---- WORKING DATA
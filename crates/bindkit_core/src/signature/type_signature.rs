//! Structural type description tree.

use crate::signature::key::{derive_type_key, TypeKeyError};
use crate::signature::parse::{parse_signature, SignatureParseError};
use serde::{Deserialize, Serialize};
use std::fmt::{Display, Formatter};

/// Structural description of a contract type.
///
/// The tree is owned top-down, so it cannot reference itself. Depth is still
/// bounded during key derivation.
#[derive(Debug, Clone, PartialEq, Eq, Hash, Serialize, Deserialize)]
#[serde(tag = "kind", rename_all = "snake_case")]
pub enum TypeSignature {
    /// Plain, non-parameterized type identified by its fully-qualified name.
    Raw { name: String },
    /// Generic type applied to ordered type arguments.
    Parameterized {
        raw: String,
        args: Vec<TypeSignature>,
    },
    /// Unconstrained argument (`?`), elided from canonical keys.
    Wildcard,
}

impl TypeSignature {
    pub fn raw(name: impl Into<String>) -> Self {
        Self::Raw { name: name.into() }
    }

    pub fn parameterized(
        raw: impl Into<String>,
        args: impl IntoIterator<Item = TypeSignature>,
    ) -> Self {
        Self::Parameterized {
            raw: raw.into(),
            args: args.into_iter().collect(),
        }
    }

    pub fn wildcard() -> Self {
        Self::Wildcard
    }

    /// Parses a textual signature, e.g. `java.util.List<? extends Foo>`.
    pub fn parse(input: &str) -> Result<Self, SignatureParseError> {
        parse_signature(input)
    }

    pub fn is_wildcard(&self) -> bool {
        matches!(self, Self::Wildcard)
    }

    /// Returns the erased base type name, or `None` for a wildcard.
    pub fn raw_name(&self) -> Option<&str> {
        match self {
            Self::Raw { name } => Some(name.as_str()),
            Self::Parameterized { raw, .. } => Some(raw.as_str()),
            Self::Wildcard => None,
        }
    }

    /// Derives the canonical lookup key for this signature.
    pub fn canonical_key(&self) -> Result<String, TypeKeyError> {
        derive_type_key(self)
    }
}

impl Display for TypeSignature {
    fn fmt(&self, f: &mut Formatter<'_>) -> std::fmt::Result {
        match self {
            Self::Raw { name } => write!(f, "{name}"),
            Self::Parameterized { raw, args } => {
                write!(f, "{raw}<")?;
                for (index, arg) in args.iter().enumerate() {
                    if index > 0 {
                        write!(f, ",")?;
                    }
                    write!(f, "{arg}")?;
                }
                write!(f, ">")
            }
            Self::Wildcard => write!(f, "?"),
        }
    }
}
--------
WHAT YOU SHOULD DO
Retype all the data, changing nothing.

RESPONSE
filename crates/bindkit_core/src/signature/type_signature.rs
//! Structural type description tree.

use crate::signature::key::{derive_type_key, TypeKeyError};
use crate::signature::parse::{parse_signature, SignatureParseError};
use serde::{Deserialize, Serialize};
use std::fmt::{Display, Formatter};

/// Structural description of a contract type.
///
/// The tree is owned top-down, so it cannot reference itself. Depth is still
/// bounded during key derivation.
#[derive(Debug, Clone, PartialEq, Eq, Hash, Serialize, Deserialize)]
#[serde(tag = "kind", rename_all = "snake_case")]
pub enum TypeSignature {
    /// Plain, non-parameterized type identified by its fully-qualified name.
    Raw { name: String },
    /// Generic type applied to ordered type arguments.
    Parameterized {
        raw: String,
        args: Vec<TypeSignature>,
    },
    /// Unconstrained argument (`?`), elided from canonical keys.
    Wildcard,
}

impl TypeSignature {
    pub fn raw(name: impl Into<String>) -> Self {
        Self::Raw { name: name.into() }
    }

    pub fn parameterized(
        raw: impl Into<String>,
        args: impl IntoIterator<Item = TypeSignature>,
    ) -> Self {
        Self::Parameterized {
            raw: raw.into(),
            args: args.into_iter().collect(),
        }
    }

    pub fn wildcard() -> Self {
        Self::Wildcard
    }

    /// Parses a textual signature, e.g. `java.util.List<? extends Foo>`.
    pub fn parse(input: &str) -> Result<Self, SignatureParseError> {
        parse_signature(input)
    }

    pub fn is_wildcard(&self) -> bool {
        matches!(self, Self::Wildcard)
    }

    /// Returns the erased base type name, or `None` for a wildcard.
    pub fn raw_name(&self) -> Option<&str> {
        match self {
            Self::Raw { name } => Some(name.as_str()),
            Self::Parameterized { raw, .. } => Some(raw.as_str()),
            Self::Wildcard => None,
        }
    }

    /// Derives the canonical lookup key for this signature.
    pub fn canonical_key(&self) -> Result<String, TypeKeyError> {
        derive_type_key(self)
    }
}

impl Display for TypeSignature {
    fn fmt(&self, f: &mut Formatter<'_>) -> std::fmt::Result {
        match self {
            Self::Raw { name } => write!(f, "{name}"),
            Self::Parameterized { raw, args } => {
                write!(f, "{raw}<")?;
                for (index, arg) in args.iter().enumerate() {
                    if index > 0 {
                        write!(f, ",")?;
                    }
                    write!(f, "{arg}")?;
                }
                write!(f, ">")
            }
            Self::Wildcard => write!(f, "?"),
        }
    }
}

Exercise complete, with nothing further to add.